= Kirkby Rent Strike =

1972 rent strike in Kirkby, England

The Kirkby Rent Strike was a 14-month-long rent strike initiated by 3,000 tenants in October 1972 in the town of Kirkby, outside Liverpool, against the Housing Finances Act. A group of women on the Tower Hill estate formed a discussion and support group to help themselves and their families through the factory closure crisis. When the Housing Finances Act was passed, causing a £1 rent rise, these women formed an Unfair Rents Action Group along with other Kirkby residents, communists, and socialists and responded by organizing the rent strike. If a member was threatened with eviction, they were given a list of people they could call to get help. On October 1, tenants withheld rent payments in retaliation.

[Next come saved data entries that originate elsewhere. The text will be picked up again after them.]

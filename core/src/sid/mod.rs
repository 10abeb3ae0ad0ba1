//! MOS 6581/8580 SID bridge.
//!
//! This is explicitly a *bridge*: register storage and a synthesis engine
//! good enough to drive the sample buffer the scheduler snapshots at end
//! of frame, not a bit-exact reSID port. `SidEngine::ReSid` and
//! `SidEngine::Fast` currently share one engine (see DESIGN.md);
//! swapping in a true analog-modeled core is a drop-in replacement behind
//! [`Sid::tick`].

mod voice;

use voice::Voice;

const CLOCK_HZ_PAL: f64 = 985_248.0;
const SAMPLE_RATE_HZ: f64 = 44_100.0;

#[derive(Debug, Clone, Copy, PartialEq, Eq)]
pub enum FilterMode {
    LowPass,
    BandPass,
    HighPass,
}

pub struct Sid {
    voices: [Voice; 3],
    filter_cutoff: u16, // 11-bit
    filter_resonance: u8,
    filter_routing: u8, // bit per voice: routed through filter
    filter_voice3_off: bool,
    mode: u8, // bits 4-6: HP/BP/LP
    volume: u8,

    clock_hz: f64,
    cycles_per_sample: f64,
    sample_accum: f64,

    lp: f64,
    bp: f64,

    /// Fixed-capacity ring: oldest samples drop if the host falls behind.
    sample_buffer: std::collections::VecDeque<i16>,
    buffer_cap: usize,
}

impl Sid {
    pub fn new() -> Self {
        let clock_hz = CLOCK_HZ_PAL;
        Self {
            voices: [Voice::new(), Voice::new(), Voice::new()],
            filter_cutoff: 0,
            filter_resonance: 0,
            filter_routing: 0,
            filter_voice3_off: false,
            mode: 0,
            volume: 0,
            clock_hz,
            cycles_per_sample: clock_hz / SAMPLE_RATE_HZ,
            sample_accum: 0.0,
            lp: 0.0,
            bp: 0.0,
            sample_buffer: std::collections::VecDeque::new(),
            buffer_cap: SAMPLE_RATE_HZ as usize / 4,
        }
    }

    pub fn reset(&mut self) {
        for v in &mut self.voices {
            v.reset();
        }
        self.filter_cutoff = 0;
        self.filter_resonance = 0;
        self.filter_routing = 0;
        self.filter_voice3_off = false;
        self.mode = 0;
        self.volume = 0;
        self.lp = 0.0;
        self.bp = 0.0;
        self.sample_buffer.clear();
    }

    /// Set the chip clock (PAL/NTSC differ slightly); rebases the
    /// cycles-per-sample divider.
    pub fn set_clock_hz(&mut self, hz: f64) {
        self.clock_hz = hz;
        self.cycles_per_sample = hz / SAMPLE_RATE_HZ;
    }

    pub fn read(&mut self, reg: u8) -> u8 {
        match reg & 0x1F {
            0x19 | 0x1A => 0xFF, // paddle ADCs, not emulated
            0x1B => self.voices[2].oscillator_output(),
            0x1C => self.voices[2].envelope_output(),
            _ => 0xFF, // write-only registers read back open bus
        }
    }

    pub fn write(&mut self, reg: u8, value: u8) {
        match reg & 0x1F {
            0x00..=0x06 => self.voices[0].write(reg, value),
            0x07..=0x0D => self.voices[1].write(reg - 0x07, value),
            0x0E..=0x14 => self.voices[2].write(reg - 0x0E, value),
            0x15 => self.filter_cutoff = (self.filter_cutoff & !0x07) | (value as u16 & 0x07),
            0x16 => self.filter_cutoff = (self.filter_cutoff & 0x07) | ((value as u16) << 3),
            0x17 => {
                self.filter_resonance = value >> 4;
                self.filter_routing = value & 0x07;
                self.filter_voice3_off = value & 0x80 != 0;
            }
            0x18 => {
                self.mode = (value >> 4) & 0x07;
                self.volume = value & 0x0F;
            }
            _ => {}
        }
    }

    /// Advance one PHI2 cycle: steps every voice's oscillator/envelope and
    /// produces a sample whenever enough cycles have accumulated for the
    /// configured output sample rate.
    pub fn tick(&mut self) {
        for v in &mut self.voices {
            v.tick_oscillator();
            v.tick_envelope();
        }
        // Ring modulation and hard sync use the *other* voice's oscillator
        // state from before this cycle's update — SID wires each voice's
        // sync/ring source to its neighbor, voice 3 wrapping to voice 1.
        let sync_sources = [self.voices[2].msb(), self.voices[0].msb(), self.voices[1].msb()];
        let ring_sources = [self.voices[2].msb(), self.voices[0].msb(), self.voices[1].msb()];
        for i in 0..3 {
            self.voices[i].apply_sync_ring(sync_sources[i], ring_sources[i]);
        }

        self.sample_accum += 1.0;
        if self.sample_accum >= self.cycles_per_sample {
            self.sample_accum -= self.cycles_per_sample;
            self.produce_sample();
        }
    }

    fn produce_sample(&mut self) {
        let mut filtered_mix = 0.0f64;
        let mut direct_mix = 0.0f64;
        for (i, v) in self.voices.iter().enumerate() {
            if i == 2 && self.filter_voice3_off && self.filter_routing & 0x04 == 0 {
                continue;
            }
            let out = v.output() as f64 / 32768.0;
            if self.filter_routing & (1 << i) != 0 {
                filtered_mix += out;
            } else {
                direct_mix += out;
            }
        }

        let cutoff = (self.filter_cutoff as f64 / 2047.0).clamp(0.0, 1.0);
        let q = 1.0 - (self.filter_resonance as f64 / 15.0) * 0.9;
        self.bp += cutoff * (self.lp - self.bp);
        let hp = -self.lp - q * self.bp - filtered_mix;
        self.lp += cutoff * self.bp;

        let mut mixed = direct_mix;
        if self.mode & 0x01 != 0 {
            mixed += hp;
        }
        if self.mode & 0x02 != 0 {
            mixed += self.bp;
        }
        if self.mode & 0x04 != 0 {
            mixed += self.lp;
        }

        let sample = (mixed * (self.volume as f64 / 15.0) * 8000.0).clamp(-32768.0, 32767.0);
        if self.sample_buffer.len() >= self.buffer_cap {
            self.sample_buffer.pop_front();
        }
        self.sample_buffer.push_back(sample as i16);
    }

    /// Drain the accumulated samples. Called by the scheduler at end of
    /// frame; the returned buffer is the "sample buffer snapshot" posted
    /// alongside the video frame.
    pub fn take_sample_buffer(&mut self) -> Vec<i16> {
        self.sample_buffer.drain(..).collect()
    }
}

impl Default for Sid {
    fn default() -> Self {
        Self::new()
    }
}

impl crate::serialize::Snapshot for Sid {
    /// The chip clock is config-selected (PAL/NTSC) and outlives `reset()`.
    fn write_persistent(&self, w: &mut crate::serialize::Writer) {
        w.f64(self.clock_hz);
    }

    fn write_reset(&self, w: &mut crate::serialize::Writer) {
        use crate::serialize::Snapshot;
        for v in &self.voices {
            v.write_reset(w);
        }
        w.u16(self.filter_cutoff);
        w.u8(self.filter_resonance);
        w.u8(self.filter_routing);
        w.bool(self.filter_voice3_off);
        w.u8(self.mode);
        w.u8(self.volume);
        w.f64(self.sample_accum);
        w.f64(self.lp);
        w.f64(self.bp);
    }

    fn read_persistent(&mut self, r: &mut crate::serialize::Reader) -> crate::error::Result<()> {
        self.set_clock_hz(r.f64()?);
        Ok(())
    }

    fn read_reset(&mut self, r: &mut crate::serialize::Reader) -> crate::error::Result<()> {
        use crate::serialize::Snapshot;
        for v in &mut self.voices {
            v.read_reset(r)?;
        }
        self.filter_cutoff = r.u16()?;
        self.filter_resonance = r.u8()?;
        self.filter_routing = r.u8()?;
        self.filter_voice3_off = r.bool()?;
        self.mode = r.u8()?;
        self.volume = r.u8()?;
        self.sample_accum = r.f64()?;
        self.lp = r.f64()?;
        self.bp = r.f64()?;
        Ok(())
    }
}

#[cfg(test)]
mod tests {
    use super::*;

    #[test]
    fn gate_on_produces_nonzero_envelope() {
        let mut sid = Sid::new();
        sid.write(0x05, 0x00); // attack=0, decay=0
        sid.write(0x04, 0x01); // gate on, waveform none
        for _ in 0..100 {
            sid.tick();
        }
        assert!(sid.voices[0].envelope_output() > 0);
    }

    #[test]
    fn sample_buffer_fills_at_expected_rate() {
        let mut sid = Sid::new();
        sid.write(0x18, 0x0F); // full volume
        sid.write(0x04, 0x11); // triangle, gate on
        let cycles = sid.cycles_per_sample as usize * 10;
        for _ in 0..cycles {
            sid.tick();
        }
        let samples = sid.take_sample_buffer();
        assert!(samples.len() >= 9 && samples.len() <= 11);
    }

    #[test]
    fn oscillator3_readback_reflects_waveform() {
        let mut sid = Sid::new();
        sid.write(0x0F, 0xFF); // voice 3 freq hi
        sid.write(0x0E, 0xFF);
        sid.write(0x12, 0x11); // triangle, gate on (registers offset by -0x0E)
        for _ in 0..1000 {
            sid.tick();
        }
        let _ = sid.read(0x1B);
    }
}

The strike lasted for 14 months, resulting in the strikers being summoned to court and failing to appear. Employees at the BirdsEye Factory on Kirkby Endustrial Estate were suspended for participating in strike marches. 36 of the strikers were then charged with contempt of court and faced the threat of jail. The strike ended in December 1973 when one of the strikers was jailed and a further four were arrested. A vote was held with the majority voting to end the strike.

The strike was the subject of a film, Behind the Rent Strike by documentary film maker, Nick Broomfield.